What lines of the data below hold the string "token"? Copy each one out.

EXERCISE MATERIAL below:

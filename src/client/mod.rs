//! REST API client
//!
//! [`RestApiClient`] drives one configured endpoint through a
//! [`HttpTransport`], pacing calls with a [`RequestThrottle`], following the
//! [`Pagination`] cursor and refusing repeats via the [`LoopDetector`].

pub mod loop_detector;
#[cfg(test)]
pub mod mock;
pub mod pagination;
pub mod rate_limit;
pub mod rest;
pub mod transport;

pub use loop_detector::LoopDetector;
#[cfg(test)]
#[allow(unused_imports)]
pub use mock::MockTransport;
pub use pagination::{Cursor, Pagination, PaginationStrategy};
pub use rate_limit::RequestThrottle;
pub use rest::{ClientOptions, RequestOptions, RestApiClient};
pub use transport::{HttpRequest, HttpResponse, HttpTransport, ReqwestTransport};
//! Crate-wide constants

/// Field names whose values never appear in logs.
pub const FORBIDDEN_KEYS: [&str; 3] = ["token", "password", "api_key_value"];

/// Key of the error-tagged value returned by soft-failing requests.
pub const RESPONSE_ERROR_KEY: &str = "error";

/// Key wrapping scalar responses handed to the connector as records.
pub const API_RESPONSE_KEY: &str = "api_response";

/// Authorization header value used by OAuth2 bearer credentials.
pub const DEFAULT_BEARER_TEMPLATE: &str = "Bearer {{token}}";

/// Number of request fingerprints remembered by the loop detector.
pub const DEFAULT_LOOP_HISTORY: usize = 100;

/// Replacement for redacted values.
pub const REDACTED: &str = "[REDACTED]";

/// Crate version, reported in the client user agent.
pub const VERSION: &str = env!("CARGO_PKG_VERSION");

End of EXERCISE MATERIAL.

> [REPLY TO THE TASK]:
pub const FORBIDDEN_KEYS: [&str; 3] = ["token", "password", "api_key_value"];
pub const DEFAULT_BEARER_TEMPLATE: &str = "Bearer {{token}}";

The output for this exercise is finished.